In general, if I had a cute button nose, I would prefer the Tikka. It is simple, comfortable, and works for my limited needs.

4:18 p.m. on December 3, 2002 (EST)
Brian in SLC
0 reviewer rep
409 forum posts
Ion & Moonlight...

Quote:

Looking for a light weight LED headlamp. any suggestions?

Have an Ion. Lightweight and small to be sure. Not a huge amount of light though and batteries are spendy.

Moonlight has plenty of light for hiking and lasts long long time. Nice.

Brian in SLC

12:47 a.m. on December 4, 2002 (EST)
Teledog

Quote:

Looking for a light weight LED headlamp. any suggestions?

Word on the street is that you can put a photo Lithium Ion battery into the Ion for about Dub the cost and the LIon battery won't be affected by the cold and has multiple times the life of the regular battery.
If you are only after lightweight then Ion is your product, and it provides a perfect amount of, "usable light."

3:54 p.m. on December 4, 2002 (EST)
Steve Ray

Quote:

Looking for a light weight LED headlamp. any suggestions?

After trying many headlamps, I've settled on the Princeton Tec Aurora.

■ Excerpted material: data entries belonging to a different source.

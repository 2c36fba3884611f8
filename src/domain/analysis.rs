use chrono::{DateTime, Utc};
use serde::Serialize;

use crate::domain::location::Coordinates;

/// One stop in an emitted route, including the synthetic depot stops that
/// open and close each trip.
#[derive(Debug, Clone, Serialize)]
pub struct StopInfo {
    pub name: String,
    pub location_id: String,
    pub coordinates: Coordinates,
    pub wco_amount: f64,
    pub trip_number: u32,
    pub cumulative_load: f64,
    pub remaining_capacity: f64,
    pub distance_from_depot: f64,
    pub distance_from_prev: f64,
    pub vehicle_capacity: f64,
    pub sequence_number: i64,
    pub collection_day: u32,
    /// Seconds.
    pub collection_time: u64,
    /// Seconds.
    pub travel_time: u64,
}

/// Road-network geometry for one leg, filled in by the rendering
/// collaborator when available.
#[derive(Debug, Clone, Serialize)]
pub struct RoutePathInfo {
    pub from_coords: Coordinates,
    pub to_coords: Coordinates,
    pub path: Vec<Coordinates>,
}

#[derive(Debug, Clone, Serialize)]
pub struct VehicleRouteInfo {
    pub vehicle_id: String,
    pub capacity: f64,
    pub total_stops: usize,
    pub total_trips: u32,
    pub total_distance: f64,
    pub total_collected: f64,
    pub efficiency: f64,
    pub stops: Vec<StopInfo>,
    pub collection_day: u32,
    pub road_paths: Vec<RoutePathInfo>,
    pub total_collection_time: u64,
    pub total_travel_time: u64,
}

/// Aggregate for one trip round across the vehicles that drove it.
#[derive(Debug, Clone, Serialize)]
pub struct TripAnalysisResult {
    pub trip_number: u32,
    pub total_locations: usize,
    pub total_vehicles: usize,
    pub total_distance: f64,
    pub total_collected: f64,
    pub total_collection_time: u64,
    pub total_travel_time: u64,
    pub total_stops: usize,
    pub vehicle_routes: Vec<VehicleRouteInfo>,
}

/// Aggregate for one collection day of one schedule.
#[derive(Debug, Clone, Serialize)]
pub struct RouteAnalysisResult {
    pub schedule_id: String,
    pub schedule_name: String,
    pub date_generated: DateTime<Utc>,
    pub total_locations: usize,
    pub total_vehicles: usize,
    pub total_distance: f64,
    pub total_collected: f64,
    pub total_collection_time: u64,
    pub total_travel_time: u64,
    pub total_trips: usize,
    pub total_stops: usize,
    pub collection_day: u32,
    pub trips: Vec<TripAnalysisResult>,
    /// Grouping key shared by every day result of the same schedule.
    pub base_schedule_id: String,
    pub base_schedule_day: u32,
}

/// A location the pipeline could not place on any route.
#[derive(Debug, Clone, Serialize)]
pub struct MissingLocation {
    pub location_id: String,
    pub name: String,
    pub wco_amount: f64,
    pub distance_from_depot: f64,
}

/// Per-schedule processing outcome. Infeasible locations land here instead
/// of failing the pipeline.
#[derive(Debug, Clone, Serialize)]
pub struct ScheduleReport {
    pub schedule_id: String,
    pub schedule_name: String,
    pub total_locations: usize,
    pub processed: usize,
    pub missing: Vec<MissingLocation>,
    pub total_missed_wco: f64,
}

It's lightweight, less expensive than most other led headlamps, and plenty bright for night hiking on rough trails in the pitch dark. In addition it has 5 settings: bright, medium, dim, slow flashing, and rapid flashing. The dim setting is plenty of light to hike/snowshoe/ski and is rated to give over 160 hours burn time at that setting. I highly recommend it.